[ASSIGNMENT]
Nothing but the lines from the one with "pub fn iter(&self)" through the final line of the entries below should be written out, each exactly as given.

### SUPPLIED RECORDS

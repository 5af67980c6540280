use std::collections::BTreeMap;

use serde::{Deserialize, Serialize};

/// A single typed parameter value.
///
/// Serialized untagged so presets read as plain JSON scalars. Anything else
/// (null, arrays, objects) is kept verbatim in `Other` and read as missing.
#[derive(Debug, Clone, PartialEq, Serialize, Deserialize)]
#[serde(untagged)]
pub enum ParamValue {
    Bool(bool),
    Int(i64),
    Float(f64),
    Choice(String),
    Other(serde_json::Value),
}

impl From<bool> for ParamValue {
    fn from(v: bool) -> Self {
        ParamValue::Bool(v)
    }
}

impl From<i64> for ParamValue {
    fn from(v: i64) -> Self {
        ParamValue::Int(v)
    }
}

impl From<i32> for ParamValue {
    fn from(v: i32) -> Self {
        ParamValue::Int(v as i64)
    }
}

impl From<f64> for ParamValue {
    fn from(v: f64) -> Self {
        ParamValue::Float(v)
    }
}

impl From<&str> for ParamValue {
    fn from(v: &str) -> Self {
        ParamValue::Choice(v.to_string())
    }
}

impl From<String> for ParamValue {
    fn from(v: String) -> Self {
        ParamValue::Choice(v)
    }
}

/// Parameter mapping for one effect instance.
///
/// There is no schema: effects read through the typed accessors below, which
/// coerce between numeric kinds and fall back to the supplied default when a
/// key is missing or holds an unusable value.
#[derive(Debug, Clone, PartialEq, Default, Serialize, Deserialize)]
#[serde(transparent)]
pub struct ParamSet(BTreeMap<String, ParamValue>);

impl ParamSet {
    pub fn new() -> Self {
        Self(BTreeMap::new())
    }

    /// Builder-style insert.
    pub fn with(mut self, key: &str, value: impl Into<ParamValue>) -> Self {
        self.set(key, value);
        self
    }

    pub fn set(&mut self, key: &str, value: impl Into<ParamValue>) {
        self.0.insert(key.to_string(), value.into());
    }

    pub fn get(&self, key: &str) -> Option<&ParamValue> {
        self.0.get(key)
    }

    pub fn len(&self) -> usize {
        self.0.len()
    }

    pub fn is_empty(&self) -> bool {
        self.0.is_empty()
    }

    pub fn iter(&self) -> impl Iterator<Item = (&str, &ParamValue)> {
        self.0.iter().map(|(k, v)| (k.as_str(), v))
    }

    /// Reads a float. Integers convert exactly; non-finite values yield `default`.
    pub fn float(&self, key: &str, default: f64) -> f64 {
        let value = match self.0.get(key) {
            Some(ParamValue::Float(f)) => *f,
            Some(ParamValue::Int(i)) => *i as f64,
            Some(ParamValue::Bool(b)) => f64::from(u8::from(*b)),
            _ => default,
        };
        if value.is_finite() { value } else { default }
    }

    /// Reads an integer. Floats truncate toward zero.
    pub fn int(&self, key: &str, default: i64) -> i64 {
        match self.0.get(key) {
            Some(ParamValue::Int(i)) => *i,
            Some(ParamValue::Float(f)) if f.is_finite() => *f as i64,
            Some(ParamValue::Bool(b)) => i64::from(*b),
            _ => default,
        }
    }

    pub fn flag(&self, key: &str, default: bool) -> bool {
        match self.0.get(key) {
            Some(ParamValue::Bool(b)) => *b,
            Some(ParamValue::Int(i)) => *i != 0,
            Some(ParamValue::Float(f)) => *f != 0.0,
            _ => default,
        }
    }

    pub fn choice<'a>(&'a self, key: &str, default: &'a str) -> &'a str {
        match self.0.get(key) {
            Some(ParamValue::Choice(s)) => s.as_str(),
            _ => default,
        }
    }

    /// Seeds are stored as signed integers; the bit pattern is reused as-is.
    pub fn seed(&self, key: &str, default: i64) -> u64 {
        self.int(key, default) as u64
    }
}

######

[OUTPUT OF THE TASK]
    pub fn iter(&self) -> impl Iterator<Item = (&str, &ParamValue)> {
        self.0.iter().map(|(k, v)| (k.as_str(), v))
    }

    /// Reads a float. Integers convert exactly; non-finite values yield `default`.
    pub fn float(&self, key: &str, default: f64) -> f64 {
        let value = match self.0.get(key) {
            Some(ParamValue::Float(f)) => *f,
            Some(ParamValue::Int(i)) => *i as f64,
            Some(ParamValue::Bool(b)) => f64::from(u8::from(*b)),
            _ => default,
        };
        if value.is_finite() { value } else { default }
    }

    /// Reads an integer. Floats truncate toward zero.
    pub fn int(&self, key: &str, default: i64) -> i64 {
        match self.0.get(key) {
            Some(ParamValue::Int(i)) => *i,
            Some(ParamValue::Float(f)) if f.is_finite() => *f as i64,
            Some(ParamValue::Bool(b)) => i64::from(*b),
            _ => default,
        }
    }

    pub fn flag(&self, key: &str, default: bool) -> bool {
        match self.0.get(key) {
            Some(ParamValue::Bool(b)) => *b,
            Some(ParamValue::Int(i)) => *i != 0,
            Some(ParamValue::Float(f)) => *f != 0.0,
            _ => default,
        }
    }

    pub fn choice<'a>(&'a self, key: &str, default: &'a str) -> &'a str {
        match self.0.get(key) {
            Some(ParamValue::Choice(s)) => s.as_str(),
            _ => default,
        }
    }

    /// Seeds are stored as signed integers; the bit pattern is reused as-is.
    pub fn seed(&self, key: &str, default: i64) -> u64 {
        self.int(key, default) as u64
    }
}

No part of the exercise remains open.